[Stored data]
________

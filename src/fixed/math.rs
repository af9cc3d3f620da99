// src/fixed/math.rs

/// Fixed-point multiply and scaling, Q(0,15): 1 sign bit, 15 fractional bits.
///
/// The product is formed in `i32`, rounded half up by adding `0x4000` and
/// rescaled by flooring division by `2^15`. `div_euclid` with a positive
/// divisor floors, so this matches an arithmetic right shift bit for bit.
#[inline]
pub fn fix_mpy(a: i16, b: i16) -> i16 {
    let product = i32::from(a) * i32::from(b);
    let rounded = product + (1 << 14);
    rounded.div_euclid(1 << 15) as i16
}

/// Halves by integer division (truncates toward zero).
#[inline]
pub fn halve(x: i16) -> i16 {
    x / 2
}

/// Narrows a wide butterfly sum, clipping instead of wrapping.
#[inline]
pub fn saturate(x: i32) -> i16 {
    x.clamp(i32::from(i16::MIN), i32::from(i16::MAX)) as i16
}
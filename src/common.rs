// src/common.rs

/// Number of butterfly stages (log2 of the transform length).
pub const FFT_ORDER: u32 = 10;

/// The one transform length supported by the tables.
pub const FFT_SIZE: usize = 1 << FFT_ORDER;

#[derive(Debug, PartialEq, Eq, Clone, Copy)]
pub enum FftError {
    SizeMismatch,
    PartsMismatch,
    PhaseOutOfRange,
}

use core::fmt;

impl fmt::Display for FftError {
    fn fmt(&self, f: &mut fmt::Formatter<'_>) -> fmt::Result {
        match self {
            FftError::SizeMismatch => write!(f, "Data buffer size does not match FFT size ({})", FFT_SIZE),
            FftError::PartsMismatch => write!(f, "Real and imaginary buffers differ in length"),
            FftError::PhaseOutOfRange => write!(f, "Twiddle phase must be below {}", FFT_SIZE / 2),
        }
    }
}

/// In-place transform over a buffer of `T`.
///
/// The returned value is the scale count: the number of bits every output
/// sample must be shifted left by to restore true amplitude.
pub trait FftProcess<T> {
    fn process(&self, buffer: &mut [T], inverse: bool) -> Result<u32, FftError>;
}

#[cfg(feature = "std")]
impl std::error::Error for FftError {}
#![no_std]

// Enables the standard library for tests and for the `std` feature,
// so you can run 'cargo test' on your PC normally.
#[cfg(any(test, feature = "std"))]
extern crate std;

pub mod common;
pub mod fixed;

pub use common::{FftError, FftProcess, FFT_ORDER, FFT_SIZE};
pub use fixed::{fix_fft, FixFft, ForwardScaling, Q15};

________

* Problem details
In the data above, find the line with "In-place transform over" and the line with "pub trait FftProcess<T>". Retype both, plus every line between them, exactly.

* Output for this task
/// In-place transform over a buffer of `T`.
///
/// The returned value is the scale count: the number of bits every output
/// sample must be shifted left by to restore true amplitude.
pub trait FftProcess<T> {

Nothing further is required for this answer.